Mostly, though, I see how oversimplified Lean In is, and how an impressionable 20-something reading Sandberg’s advice could walk away thinking that working harder is the answer to everything.
I’m grateful for how much that view has changed, in my own mind and in society at large. In the decade since Lean In was published, we’ve seen the death of the girlboss era and the rise of quiet quitting. We advocate for unions and mental health days. We buy books about doing nothing and worship at the Nap Ministry. We know that working harder isn’t a solution for anything—just a fasttrack to burnout.
And still—still!—it’s hard to avoid the pull that work can have over us. Since I’ve started working this nonprofit job, various family members and neighbors have congratulated me. This job is something tangible, something real, something easier to understand than my previous approach of cobbling together enough writing and teaching gigs to make money and have plenty of flexibility. When I hear those congratulations, I feel the urge to stand a little taller, to feel better about myself.

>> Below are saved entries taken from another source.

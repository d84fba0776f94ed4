use std::net::SocketAddr;
use std::path::PathBuf;
use std::sync::Arc;

use clap::Parser;
use tracing_subscriber::EnvFilter;

use tankobon::config::Config;
use tankobon::db::queries::folders;
use tankobon::state::AppState;
use tankobon::{build_router, db, djvu, pdf, scanner, scheduler};

#[derive(Parser)]
#[command(name = "tankobon", version, about = "Comic, manga and book library server")]
struct Cli {
    /// Path to config file
    #[arg(short, long, default_value = "config.toml")]
    config: PathBuf,

    /// Run a one-shot import of every watched folder and exit
    #[arg(long)]
    scan: bool,
}

#[tokio::main]
async fn main() {
    let cli = Cli::parse();

    // Load configuration
    let config = Config::load(&cli.config).unwrap_or_else(|e| {
        eprintln!("Error loading config: {e}");
        std::process::exit(1);
    });

    // Setup tracing/logging
    let filter =
        EnvFilter::try_new(&config.server.log_level).unwrap_or_else(|_| EnvFilter::new("info"));
    tracing_subscriber::fmt().with_env_filter(filter).init();

    // Validate scanner schedule config
    if let Err(e) = scheduler::validate_config(&config.scanner) {
        tracing::error!("Invalid scanner config: {e}");
        std::process::exit(1);
    }

    if !pdf::pdftoppm_available() {
        tracing::warn!("`pdftoppm` is not available in PATH; PDF pages and covers are disabled");
    }
    if !pdf::pdfinfo_available() {
        tracing::warn!("`pdfinfo` is not available in PATH; PDF page counts and metadata are disabled");
    }
    if !djvu::ddjvu_available() {
        tracing::warn!("`ddjvu` is not available in PATH; DjVu pages and covers are disabled");
    }
    if !djvu::djvused_available() {
        tracing::warn!("`djvused` is not available in PATH; DjVu page counts and metadata are disabled");
    }

    // Initialize database
    let pool = db::create_pool(&config.database).await.unwrap_or_else(|e| {
        tracing::error!("Failed to initialize database: {e}");
        std::process::exit(1);
    });
    tracing::info!("Database initialized: {}", config.database.url);

    match folders::sync(&pool, &config.library.folders).await {
        Ok(rows) => tracing::info!("Watching {} folder(s)", rows.len()),
        Err(e) => {
            tracing::error!("Failed to register watched folders: {e}");
            std::process::exit(1);
        }
    }
    for folder in &config.library.folders {
        if !folder.is_dir() {
            tracing::warn!("Watched folder {} does not exist", folder.display());
        }
    }

    // Ensure covers directory exists
    if let Err(e) = std::fs::create_dir_all(&config.library.covers_path) {
        tracing::error!(
            "Failed to create covers directory {:?}: {e}",
            config.library.covers_path
        );
        std::process::exit(1);
    }

    // Validate upload configuration
    if config.upload.allow_upload {
        let upload_path = &config.upload.upload_path;
        if upload_path.as_os_str().is_empty() {
            tracing::error!("Upload enabled but 'upload_path' is not set in [upload] config");
            std::process::exit(1);
        }
        if config.library.root_for(upload_path).is_none() {
            tracing::error!(
                "upload_path '{}' is not inside any watched folder",
                upload_path.display()
            );
            std::process::exit(1);
        }
        if let Err(e) = std::fs::create_dir_all(upload_path) {
            tracing::error!(
                "Upload enabled but failed to create upload_path '{}': {e}",
                upload_path.display()
            );
            std::process::exit(1);
        }
        tracing::info!("Upload enabled, upload_path: {}", upload_path.display());
    }

    // One-shot scan mode
    if cli.scan {
        tracing::info!("Running one-shot import...");
        match scanner::run_scan(&pool, &config).await {
            Ok(stats) => {
                tracing::info!(
                    "Import finished: found={}, imported={}, unchanged={}, duplicates={}, deleted={}, errors={}",
                    stats.files_found,
                    stats.imported,
                    stats.unchanged,
                    stats.duplicates,
                    stats.archives_deleted,
                    stats.errors,
                );
            }
            Err(e) => {
                tracing::error!("Import failed: {e}");
                std::process::exit(1);
            }
        }
        return;
    }

    // Server mode
    let host = config.server.host.parse().unwrap_or_else(|_| {
        tracing::warn!(
            "Invalid host '{}', falling back to 0.0.0.0",
            config.server.host
        );
        std::net::IpAddr::from([0, 0, 0, 0])
    });
    let addr = SocketAddr::new(host, config.server.port);

    tracing::info!("tankobon v{}", env!("CARGO_PKG_VERSION"));
    tracing::info!("Listening on {addr}");

    let scanner_config = config.scanner.clone();
    let state = AppState::new(config, pool);

    // Start background scan scheduler
    tokio::spawn(scheduler::run(Arc::clone(&state.scheduler), scanner_config.clone()));
    if scanner_config.scan_on_startup {
        if let Err(e) = state.scheduler.rescan_all(false, false).await {
            tracing::warn!("Startup import not started: {e}");
        }
    }

    let app = build_router(state);

    let listener = tokio::net::TcpListener::bind(addr)
        .await
        .unwrap_or_else(|e| {
            tracing::error!("Failed to bind to {addr}: {e}");
            std::process::exit(1);
        });

    axum::serve(listener, app).await.unwrap_or_else(|e| {
        tracing::error!("Server error: {e}");
        std::process::exit(1);
    });
}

I have to actively remind myself that, while my work situation has changed, my self-worth hasn’t. Working and earning more doesn’t make me a better person nor a worse mother. It doesn’t change who I am at my core. Likewise, I am reminding myself that working unrealistic hours isn’t admirable and doesn’t fix anything. I will work the amount I am getting paid for. I will show up and do my best, then I will stop and set that work aside so I have enough of myself left to show up in the next, just-as-important area of my life.

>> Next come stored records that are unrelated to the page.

use serde::Serialize;
use sqlx::FromRow;

/// Reserved separator between page entry names in a serialized page list.
pub const PAGE_DELIMITER: char = '\u{1F}';

/// Volume/chapter number not determined yet.
pub const UNKNOWN: f64 = -1.0;
/// Intentionally unnumbered (single, extra, special...).
pub const SINGLE_OR_EXTRA: f64 = -2.0;

#[derive(Debug, Clone, FromRow, Serialize)]
pub struct Folder {
    pub id: i64,
    pub path: String,
    pub name: String,
}

#[derive(Debug, Clone, FromRow, Serialize)]
pub struct Series {
    pub content_id: String,
    pub folder: String,
    pub title: String,
    pub is_single: bool,
    pub volumes_count: i64,
    pub chapters_count: i64,
    pub status: String,
    pub summary: String,
    pub links: String,
    pub categories: String,
    pub created_at: String,
    pub updated_at: String,
}

#[derive(Debug, Clone, FromRow, Serialize)]
pub struct Archive {
    pub content_id: String,
    pub series_id: String,
    pub folder: String,
    pub file_size: i64,
    pub book_type: String,
    pub is_book: bool,
    pub is_unique_content_id: bool,
    pub title: String,
    pub alt_title: String,
    pub authors: String,
    pub tags: String,
    pub summary: String,
    pub language: String,
    pub volume: f64,
    #[serde(skip)]
    pub page_entries: String,
    pub pages_count: i64,
    pub cover_entry: String,
    pub no_metadata: bool,
    pub deleted: bool,
    pub created_at: String,
    pub updated_at: String,
}

impl Archive {
    pub fn pages(&self) -> Vec<String> {
        split_pages(&self.page_entries)
    }
}

#[derive(Debug, Clone, FromRow, Serialize)]
pub struct Chapter {
    pub chapter_id: String,
    pub archive_id: String,
    pub series_id: String,
    pub title: String,
    pub chapter: f64,
    pub folder: String,
    #[serde(skip)]
    pub page_entries: String,
    pub pages_count: i64,
    pub created_at: String,
}

impl Chapter {
    pub fn pages(&self) -> Vec<String> {
        split_pages(&self.page_entries)
    }
}

#[derive(Debug, Clone, FromRow, Serialize)]
pub struct History {
    pub id: i64,
    pub user_id: i64,
    pub content_id: String,
    pub pages_count: i64,
    pub current_page: i64,
    pub last_read_at: String,
}

#[derive(Debug, Clone, FromRow)]
pub struct Counter {
    pub name: String,
    pub value: i64,
    pub updated_at: String,
}

// Counter name constants
pub const COUNTER_ALL_SERIES: &str = "allseries";
pub const COUNTER_ALL_ARCHIVES: &str = "allarchives";
pub const COUNTER_ALL_CHAPTERS: &str = "allchapters";

pub fn join_pages(pages: &[String]) -> String {
    let mut out = String::new();
    for (i, page) in pages.iter().enumerate() {
        if i > 0 {
            out.push(PAGE_DELIMITER);
        }
        out.push_str(page);
    }
    out
}

pub fn split_pages(serialized: &str) -> Vec<String> {
    if serialized.is_empty() {
        return Vec::new();
    }
    serialized.split(PAGE_DELIMITER).map(String::from).collect()
}

/// True once a volume/chapter value must no longer be touched by recognition.
pub fn is_number_settled(value: f64) -> bool {
    value == SINGLE_OR_EXTRA || value >= 0.0
}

Today, I’m not leaning in or leaning out. But I am trying to lean. I’m trying to find the flexibility I didn’t have in my previous work lives. Sometimes, I’ll lean in the direction of work—squeezing in a few extra hours of uninterrupted focus to meet a deadline. Sometimes, I’ll lean in the direction of home—getting back from the office early to enjoy an afternoon of playing outside before eating dinner as a family. At various points, I’ll lean on friends, on family, on self-care, on the act of doing nothing.
If all goes well, I will lean in a thousand different directions. Like a plant, I will lean towards the sunshine, wherever that light may land. I will lean, I will adapt, and I will grow.
xoxo KHG
Katie,
Your writing is really hitting me in the space that I’m in today, so thank you. Last week, when I told my therapist that I was finding so much joy through writing- that I had started a Substack and was pursuing publication, she asked me if I was perhaps doing too much? (Then, she mom guilted me by saying how my kids were only going to be around for so much longer...)
I was enraged by her comments and still am- I think our therapy relationship has run it’s course or rather plummeted off the cliffs-which isn’t great as I could probably use therapy.
Her comments were totally off base and steeped in patriarchy but the question about doing too much is sitting with me. I don’t know if anyone read last week’s Culture Study where Anne interviewed Laurel Braitman, but when Anne spoke about high achievement being a response to trauma, it kind of blew my brain up. I also loved that she said, she still works incredibly hard just for different reasons.
Katie, I love that you are so honest about the vacillation…the desire to grow something, to be validated and also…the questioning of what it’s all for, and if it’s too much or the right thing sometimes. I am with you and I am grateful.
Sandberg herself admitted, after she lost her husband, that "leaning in" was a lot harder to do as a single parent. :) (I much prefer "Option B," the book she wrote with Adam Grant about grief and dealing with the curveballs that life throws us.)